CANADIAN RAILWAY OFFICE OF ARBITRATION
CASE NO. 1531
Heard at Montreal, Wednesday, June 11, 1986
CANADIAN NATIONAL RAILWAY COMPANY
UNITED TRANSPORTATION UNION
Appeal of discipline assessed the record of Yard Foreman J. D. Cornelius, Hamilton, Ontario, effective March 13, 1985, and his consequent discharge due to the accumulation of demerit marks in excess of sixty.
JOINT STATEMENT OF ISSUE:
On March 13, 1985, Mr. Cornelius worked as Yard Foreman on the 2230 Oakville Yard Assignment. During this tour of duty, Mr. Cornelius' assignment was involved in a side collision.
Following investigation, Mr. Cornelius' record was assessed 20 demerit marks for:
Failure to comply with the requirements of UCOR 112, paragraph 1, resulting in side collision and damage to cars TTBX 962173 and TTKX 907946, while employed as Yard Foreman on 2230 CN Yard Assignment, Oakville Yard, 13 March 1985.
As a result, Mr. Cornelius was discharged, effective April 9, 1985, for accumulation of demerit marks.
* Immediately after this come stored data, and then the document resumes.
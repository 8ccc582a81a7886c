use crate::error::{Result, ShortenerError};
use crate::shortener::{ClickMetadata, CreateShortUrl, UrlShortener};
use async_trait::async_trait;
use mayfly_core::{
    is_expired, Clock, ExpirationPolicy, InvalidExpiry, NewClickLog, NewShortUrl, ShortCode, ShortUrl,
    ShortUrlStore, StorageError, SystemClock,
};
use mayfly_generator::Generator;
use std::sync::Arc;
use std::time::Duration;
use tracing::{debug, info, instrument, trace, warn};
use typed_builder::TypedBuilder;
use url::Url;

/// Tunables of a [`ShortUrlManager`].
#[derive(Debug, Clone, Copy, PartialEq, Eq, TypedBuilder)]
pub struct ShortenerSettings {
    /// How many generated codes to try when the store reports a collision.
    ///
    /// `1` surfaces the first collision as `DuplicateCode`. Aliases are
    /// never retried regardless of this value.
    #[builder(default = 1)]
    pub code_attempts: u32,
    /// Upper bound on click recording during a redirect.
    ///
    /// When it elapses the click is dropped and the redirect still succeeds.
    /// Keep it below the request deadline.
    #[builder(default = Duration::from_secs(2))]
    pub click_timeout: Duration,
}

impl Default for ShortenerSettings {
    fn default() -> Self {
        Self::builder().build()
    }
}

/// A concrete implementation of the [`UrlShortener`] trait.
///
/// This manager wraps a [`ShortUrlStore`] and a [`Generator`] to handle:
/// - Short code generation (auto-generated or custom alias)
/// - Expiry computation and checks
/// - URL validation
/// - Click counting and click logging
///
/// It keeps no state besides these handles.
#[derive(Debug, Clone)]
pub struct ShortUrlManager<S, G> {
    store: Arc<S>,
    generator: Arc<G>,
    clock: Arc<dyn Clock>,
    settings: ShortenerSettings,
}

impl<S: ShortUrlStore, G: Generator> ShortUrlManager<S, G> {
    /// Creates a manager on the system clock with default settings.
    pub fn new(store: S, generator: G) -> Self {
        Self::with_shared_store(Arc::new(store), generator)
    }

    /// Creates a manager over a store that is also used elsewhere.
    pub fn with_shared_store(store: Arc<S>, generator: G) -> Self {
        Self {
            store,
            generator: Arc::new(generator),
            clock: Arc::new(SystemClock),
            settings: ShortenerSettings::default(),
        }
    }

    pub fn with_clock(mut self, clock: Arc<dyn Clock>) -> Self {
        self.clock = clock;
        self
    }

    pub fn with_settings(mut self, settings: ShortenerSettings) -> Self {
        self.settings = settings;
        self
    }

    pub fn store(&self) -> &S {
        &self.store
    }

    /// Validates that the URL is absolute http(s) with a host.
    fn validate_url(raw: &str) -> Result<()> {
        if raw.trim().is_empty() {
            return Err(ShortenerError::InvalidUrl(
                "URL cannot be empty".to_string(),
            ));
        }

        let url = Url::parse(raw)
            .map_err(|e| ShortenerError::InvalidUrl(format!("{raw}: {e}")))?;

        if !matches!(url.scheme(), "http" | "https") {
            return Err(ShortenerError::InvalidUrl(format!(
                "URL scheme must be http or https: {}",
                url.scheme()
            )));
        }

        match url.host_str() {
            Some(host) if !host.is_empty() => Ok(()),
            _ => Err(ShortenerError::InvalidUrl(format!(
                "URL must have a host: {raw}"
            ))),
        }
    }

    async fn insert_with_alias(&self, alias: ShortCode, record: NewShortUrl) -> Result<ShortUrl> {
        let record = NewShortUrl {
            alias: Some(alias.to_string()),
            code: alias,
            ..record
        };
        Ok(self.store.insert(record).await?)
    }

    async fn insert_with_generated_code(&self, record: NewShortUrl) -> Result<ShortUrl> {
        let attempts = self.settings.code_attempts.max(1);
        let mut attempt = 1;

        loop {
            let code = ShortCode::new_unchecked(self.generator.generate()?);
            let candidate = NewShortUrl {
                code,
                ..record.clone()
            };

            match self.store.insert(candidate).await {
                Ok(stored) => return Ok(stored),
                Err(StorageError::Conflict(code)) if attempt < attempts => {
                    debug!(%code, attempt, attempts, "generated short code collided, retrying");
                    attempt += 1;
                }
                Err(e) => return Err(e.into()),
            }
        }
    }
}

fn non_empty(value: Option<String>) -> Option<String> {
    value.filter(|v| !v.is_empty())
}

#[async_trait]
impl<S: ShortUrlStore, G: Generator> UrlShortener for ShortUrlManager<S, G> {
    #[instrument(skip_all, fields(alias = params.alias.as_ref().map(ShortCode::as_str)))]
    async fn create(&self, params: CreateShortUrl) -> Result<ShortUrl> {
        Self::validate_url(&params.original_url)?;

        let expires_at = ExpirationPolicy::never()
            .compute_expiry(self.clock.now(), params.expire_in_hours)
            .map_err(|InvalidExpiry(message)| ShortenerError::InvalidExpiry(message))?;

        let record = NewShortUrl {
            // replaced below by the alias or a generated code
            code: ShortCode::new_unchecked(""),
            original_url: params.original_url,
            alias: None,
            is_public: params.is_public.unwrap_or(true),
            expires_at,
        };

        let stored = match params.alias.filter(|alias| !alias.as_str().is_empty()) {
            Some(alias) => self.insert_with_alias(alias, record).await?,
            None => self.insert_with_generated_code(record).await?,
        };

        info!(
            id = stored.id,
            code = %stored.code,
            expires_at = ?stored.expires_at,
            "created short url"
        );
        Ok(stored)
    }

    async fn get_by_code(&self, code: &ShortCode) -> Result<ShortUrl> {
        trace!(code = %code, "resolving short code");

        let Some(record) = self.store.get_by_code(code).await? else {
            trace!(code = %code, "short code not found");
            return Err(ShortenerError::NotFound(code.to_string()));
        };

        if is_expired(record.expires_at, self.clock.now()) {
            debug!(code = %code, expires_at = ?record.expires_at, "short url has expired");
            return Err(ShortenerError::Expired(code.to_string()));
        }

        Ok(record)
    }

    async fn record_click(&self, short_url: &ShortUrl, metadata: ClickMetadata) -> Result<()> {
        self.store.increment_clicks(short_url.id).await?;

        let click = NewClickLog {
            short_url_id: short_url.id,
            referrer: non_empty(metadata.referrer),
            user_agent: non_empty(metadata.user_agent),
            ip_address: non_empty(metadata.ip_address),
            clicked_at: self.clock.now(),
        };

        if let Err(error) = self.store.append_click(click).await {
            warn!(code = %short_url.code, %error, "failed to log click");
        }

        Ok(())
    }

    #[instrument(skip(self, metadata), fields(code = %code))]
    async fn redirect(&self, code: &ShortCode, metadata: ClickMetadata) -> Result<String> {
        let record = self.get_by_code(code).await?;

        let timeout = self.settings.click_timeout;
        match tokio::time::timeout(timeout, self.record_click(&record, metadata)).await {
            Ok(Ok(())) => {}
            Ok(Err(error)) => warn!(%error, "failed to record click, redirecting anyway"),
            Err(_) => warn!(?timeout, "recording click timed out, redirecting anyway"),
        }

        debug!(url = %record.original_url, "resolved short code");
        Ok(record.original_url)
    }

    async fn delete_expired(&self) -> Result<u64> {
        let removed = self.store.delete_expired(self.clock.now()).await?;
        info!(removed, "swept expired short urls");
        Ok(removed)
    }
}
The Union appealed the assessment of 20 demerit marks and the resultant discharge on the grounds that it was too severe.
The Company declined the appeal.
FOR THE UNION: FOR THE COMPANY:
(SGD.) CLAUDE CLEMENT (SGD.) M. DELGRECO
FOR: General Chairman FOR: Assistant Vice-President Labour Relations
There appeared on behalf of the Company:
J. B. Bart – System Labour Relations Officer, Montreal
D. W. Coughlin – Manager Labour Relations, Montreal
M. C. Darby – Coordinator Transportation, Montreal
J. D. Roberts – Trainmaster, Toronto
And on behalf of the Union:
W. G. Scarrow – General Chairman, Sarnia
R. Arnott – Local Chairman, Hamilton
AWARD OF THE ARBITRATOR
The grievor was assessed 20 demerit marks for violation of the requirements of UCOR 112, paragraph 1 when he failed to secure a tri-level rail car with a handbrake while working in the capacity of yard foreman.
At the time of the incident the grievor had accumulated fifty demerit marks that involved incidents of misconduct relating to like violations of the UCOR rules.
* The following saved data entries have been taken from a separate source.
//! Pastebin: paste lifecycle, expiry and recent listing.

pub mod error;
pub mod paste;
pub mod service;

pub use error::PastebinError;
pub use paste::{CreatePaste, Pastebin};
pub use service::{PasteManager, PastebinSettings, DEFAULT_RECENT_LIMIT, MAX_RECENT_LIMIT};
To clear up one contentious point raised in the Trade Union's brief, I am of the view that article 4(a)(i) of Addendum 41 enables the Company to consider incidents of misconduct up to 5 years prior to the culminating incident in its assessing of discipline. Accordingly, even if, through operation of the Brown's System, demerit marks have been removed from the grievor's record of previous incidents of misconduct, article 4(a)(i) still directs their viability until the 5 year time limit has expired. Article 4(a)(i) reads as follows:
(i) in determining corrective action only the employee's discipline record of the last five years prior to the incident under investigation will be considered.
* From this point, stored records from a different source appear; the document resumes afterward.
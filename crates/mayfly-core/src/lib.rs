//! Core types and traits for the Mayfly lifecycle services.
//!
//! This crate provides the records, identifiers, store contracts and
//! expiration rules shared by the URL shortener and the pastebin.

pub mod clock;
pub mod error;
pub mod expiration;
pub mod paste_id;
pub mod record;
pub mod shortcode;
pub mod store;

pub use clock::{Clock, ManualClock, SystemClock};
pub use error::{CoreError, InvalidExpiry, StorageError};
pub use expiration::{is_expired, ExpirationPolicy};
pub use paste_id::PasteId;
pub use record::{ClickLog, NewClickLog, NewPaste, NewShortUrl, Paste, ShortUrl};
pub use shortcode::ShortCode;
pub use store::{PasteStore, ShortUrlStore};
use crate::error::Result;
use crate::extract::ClickContext;
use crate::model::{CreateUrlRequest, ShortUrlResponse};
use crate::state::AppState;
use axum::extract::rejection::JsonRejection;
use axum::extract::{Path, State};
use axum::http::header::LOCATION;
use axum::http::StatusCode;
use axum::response::{IntoResponse, Response};
use axum::Json;
use mayfly_core::ShortCode;
use tracing::instrument;

#[instrument(skip_all)]
pub async fn create_url_handler(
    State(state): State<AppState>,
    payload: std::result::Result<Json<CreateUrlRequest>, JsonRejection>,
) -> Result<Response> {
    let Json(request) = payload?;
    let params = request.validate()?;

    let record = state.shortener.create(params).await?;
    let body = ShortUrlResponse::new(record, state.base_url());

    Ok((StatusCode::CREATED, Json(body)).into_response())
}

pub async fn get_url_handler(
    Path(code): Path<String>,
    State(state): State<AppState>,
) -> Result<Json<ShortUrlResponse>> {
    let record = state
        .shortener
        .get_by_code(&ShortCode::new_unchecked(code))
        .await?;
    Ok(Json(ShortUrlResponse::new(record, state.base_url())))
}

#[instrument(skip(state, click))]
pub async fn redirect_handler(
    Path(code): Path<String>,
    State(state): State<AppState>,
    ClickContext(click): ClickContext,
) -> Result<Response> {
    let target = state
        .shortener
        .redirect(&ShortCode::new_unchecked(code), click)
        .await?;

    Ok((StatusCode::FOUND, [(LOCATION, target)]).into_response())
}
The Trade Union has not contested the grievor's violation of the UCOR rule as alleged.
The Trade Union insisted, however, that the grievor was never properly trained as a yard foreman. As such, he lacked the competence to fulfill all the duties of that position. This shortcoming resulted in the rash of UCOR violations that permeated his mediocre personal record.
It was therefore suggested that demoting the grievor to the restricted duties of a yard helper would be a more appropriate disciplinary penalty that was assessed him arising out of the imposition of 20 demerit marks for the culminating incident.
The fallacy in the Trade Union's position, of course, is that the vast majority of the grievor's past infractions of the UCOR rules occurred while he was a yard helper. The truth of the matter is the grievor's previous infractions were caused by his own carelessness. And whether he is employed as a yard foreman and/or a yard helper his past record demonstrates a pattern of carelessness that makes future misconduct of a similar nature highly likely.
For that reason I cannot hold the Company's response to the grievor's latest infraction of the UCOR rules was not appropriate. The grievor has shown himself to be an unreliable employee who merited the penalty of discharge.
For all the foregoing reasons the grievance is denied.